*Entries provided*:
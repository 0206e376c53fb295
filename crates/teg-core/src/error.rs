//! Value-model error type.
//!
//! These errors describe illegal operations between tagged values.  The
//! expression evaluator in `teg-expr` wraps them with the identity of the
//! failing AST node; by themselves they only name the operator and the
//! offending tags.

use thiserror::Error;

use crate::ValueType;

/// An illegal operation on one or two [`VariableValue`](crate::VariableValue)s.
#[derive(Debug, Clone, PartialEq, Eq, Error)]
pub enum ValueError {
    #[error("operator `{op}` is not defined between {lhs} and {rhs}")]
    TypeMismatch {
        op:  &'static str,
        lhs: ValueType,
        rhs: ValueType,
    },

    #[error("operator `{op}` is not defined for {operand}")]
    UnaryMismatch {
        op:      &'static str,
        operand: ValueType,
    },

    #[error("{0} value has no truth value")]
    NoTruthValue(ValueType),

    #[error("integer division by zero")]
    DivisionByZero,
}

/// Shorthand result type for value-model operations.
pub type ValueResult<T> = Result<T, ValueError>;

--

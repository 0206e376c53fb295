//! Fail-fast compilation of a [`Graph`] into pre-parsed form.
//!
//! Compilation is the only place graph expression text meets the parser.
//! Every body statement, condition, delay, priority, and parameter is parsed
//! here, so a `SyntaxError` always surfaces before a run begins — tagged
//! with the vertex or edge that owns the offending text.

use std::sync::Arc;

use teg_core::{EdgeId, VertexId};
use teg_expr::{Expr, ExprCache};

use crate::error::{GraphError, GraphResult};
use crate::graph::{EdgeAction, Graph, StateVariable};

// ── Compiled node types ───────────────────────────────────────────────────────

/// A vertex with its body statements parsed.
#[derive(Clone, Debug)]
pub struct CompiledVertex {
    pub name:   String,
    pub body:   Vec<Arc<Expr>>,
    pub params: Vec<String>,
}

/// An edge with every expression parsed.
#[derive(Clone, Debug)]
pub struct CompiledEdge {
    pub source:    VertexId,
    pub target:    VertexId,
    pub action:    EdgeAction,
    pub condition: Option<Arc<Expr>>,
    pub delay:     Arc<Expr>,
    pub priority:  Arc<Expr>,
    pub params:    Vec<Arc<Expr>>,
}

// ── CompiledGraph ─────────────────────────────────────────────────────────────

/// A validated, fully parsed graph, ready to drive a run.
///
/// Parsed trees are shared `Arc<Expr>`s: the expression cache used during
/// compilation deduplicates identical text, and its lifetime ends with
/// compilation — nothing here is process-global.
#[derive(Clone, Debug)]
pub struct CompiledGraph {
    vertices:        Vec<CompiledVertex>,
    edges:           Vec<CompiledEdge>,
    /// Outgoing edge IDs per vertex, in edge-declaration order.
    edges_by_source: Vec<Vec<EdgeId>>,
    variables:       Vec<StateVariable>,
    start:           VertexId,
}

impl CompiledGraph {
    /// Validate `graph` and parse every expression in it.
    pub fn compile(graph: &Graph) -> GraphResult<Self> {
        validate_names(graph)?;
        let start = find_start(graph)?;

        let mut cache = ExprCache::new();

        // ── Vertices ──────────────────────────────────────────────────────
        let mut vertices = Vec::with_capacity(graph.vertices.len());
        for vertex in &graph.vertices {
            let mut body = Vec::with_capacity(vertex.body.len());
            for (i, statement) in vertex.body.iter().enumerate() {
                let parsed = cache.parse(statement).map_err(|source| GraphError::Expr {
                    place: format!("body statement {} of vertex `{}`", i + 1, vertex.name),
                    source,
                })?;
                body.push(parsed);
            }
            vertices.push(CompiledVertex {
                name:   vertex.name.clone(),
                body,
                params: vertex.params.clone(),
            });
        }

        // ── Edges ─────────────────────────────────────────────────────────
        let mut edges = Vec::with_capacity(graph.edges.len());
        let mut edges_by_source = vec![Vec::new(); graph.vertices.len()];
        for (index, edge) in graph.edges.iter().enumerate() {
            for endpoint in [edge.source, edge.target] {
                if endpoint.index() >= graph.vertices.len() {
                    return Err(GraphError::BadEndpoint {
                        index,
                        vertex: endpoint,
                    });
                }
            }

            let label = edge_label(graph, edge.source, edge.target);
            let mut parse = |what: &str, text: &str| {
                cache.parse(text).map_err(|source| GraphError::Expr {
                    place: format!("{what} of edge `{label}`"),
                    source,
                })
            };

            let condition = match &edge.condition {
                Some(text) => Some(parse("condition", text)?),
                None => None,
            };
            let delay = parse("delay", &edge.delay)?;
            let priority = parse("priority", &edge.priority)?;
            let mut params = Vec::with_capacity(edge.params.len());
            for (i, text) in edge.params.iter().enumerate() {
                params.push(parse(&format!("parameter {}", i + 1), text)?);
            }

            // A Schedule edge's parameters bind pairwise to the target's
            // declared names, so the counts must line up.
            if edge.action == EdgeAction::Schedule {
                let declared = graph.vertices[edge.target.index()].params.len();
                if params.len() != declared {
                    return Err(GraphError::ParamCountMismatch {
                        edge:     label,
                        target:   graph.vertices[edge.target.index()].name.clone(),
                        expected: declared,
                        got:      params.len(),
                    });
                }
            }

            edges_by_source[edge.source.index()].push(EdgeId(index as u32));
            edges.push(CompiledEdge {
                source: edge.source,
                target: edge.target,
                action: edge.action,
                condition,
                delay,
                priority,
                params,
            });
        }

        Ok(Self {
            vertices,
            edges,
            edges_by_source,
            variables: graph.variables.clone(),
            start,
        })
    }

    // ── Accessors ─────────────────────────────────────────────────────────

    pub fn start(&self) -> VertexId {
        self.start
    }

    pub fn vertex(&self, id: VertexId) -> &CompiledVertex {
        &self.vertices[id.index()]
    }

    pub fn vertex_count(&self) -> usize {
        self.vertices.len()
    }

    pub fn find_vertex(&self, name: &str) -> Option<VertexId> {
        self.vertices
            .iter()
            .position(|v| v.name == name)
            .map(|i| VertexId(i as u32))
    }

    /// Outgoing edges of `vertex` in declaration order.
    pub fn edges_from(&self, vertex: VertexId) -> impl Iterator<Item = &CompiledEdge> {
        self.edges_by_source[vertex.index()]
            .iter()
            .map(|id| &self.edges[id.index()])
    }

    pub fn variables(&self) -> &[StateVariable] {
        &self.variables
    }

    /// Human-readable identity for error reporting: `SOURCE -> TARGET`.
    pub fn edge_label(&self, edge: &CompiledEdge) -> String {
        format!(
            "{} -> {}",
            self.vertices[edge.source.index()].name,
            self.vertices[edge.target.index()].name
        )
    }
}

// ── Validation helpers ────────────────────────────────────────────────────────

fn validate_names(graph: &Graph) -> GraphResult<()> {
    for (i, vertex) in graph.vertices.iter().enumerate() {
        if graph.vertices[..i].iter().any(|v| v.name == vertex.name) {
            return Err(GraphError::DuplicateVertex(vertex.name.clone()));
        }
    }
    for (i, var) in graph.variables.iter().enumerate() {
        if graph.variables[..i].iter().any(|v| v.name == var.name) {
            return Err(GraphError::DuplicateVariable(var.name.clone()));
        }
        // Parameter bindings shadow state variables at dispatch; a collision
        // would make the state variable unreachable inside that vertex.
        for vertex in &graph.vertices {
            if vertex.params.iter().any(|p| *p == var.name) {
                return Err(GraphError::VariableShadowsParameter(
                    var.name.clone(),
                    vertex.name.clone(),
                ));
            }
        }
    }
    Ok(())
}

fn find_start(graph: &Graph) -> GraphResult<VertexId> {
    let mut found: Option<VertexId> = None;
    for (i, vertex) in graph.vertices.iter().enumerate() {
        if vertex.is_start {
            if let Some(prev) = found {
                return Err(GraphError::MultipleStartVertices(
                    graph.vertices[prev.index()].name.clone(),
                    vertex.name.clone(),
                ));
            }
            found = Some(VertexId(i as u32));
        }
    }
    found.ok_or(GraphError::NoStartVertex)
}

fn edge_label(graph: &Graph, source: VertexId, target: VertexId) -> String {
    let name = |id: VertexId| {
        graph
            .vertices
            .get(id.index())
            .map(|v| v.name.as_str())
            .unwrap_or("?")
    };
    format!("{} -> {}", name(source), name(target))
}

*What you are asked to do*: Using the data above, return every line that contains the string "ValueType".

*Solution below*:
use crate::ValueType;
        lhs: ValueType,
        rhs: ValueType,
        operand: ValueType,
    NoTruthValue(ValueType),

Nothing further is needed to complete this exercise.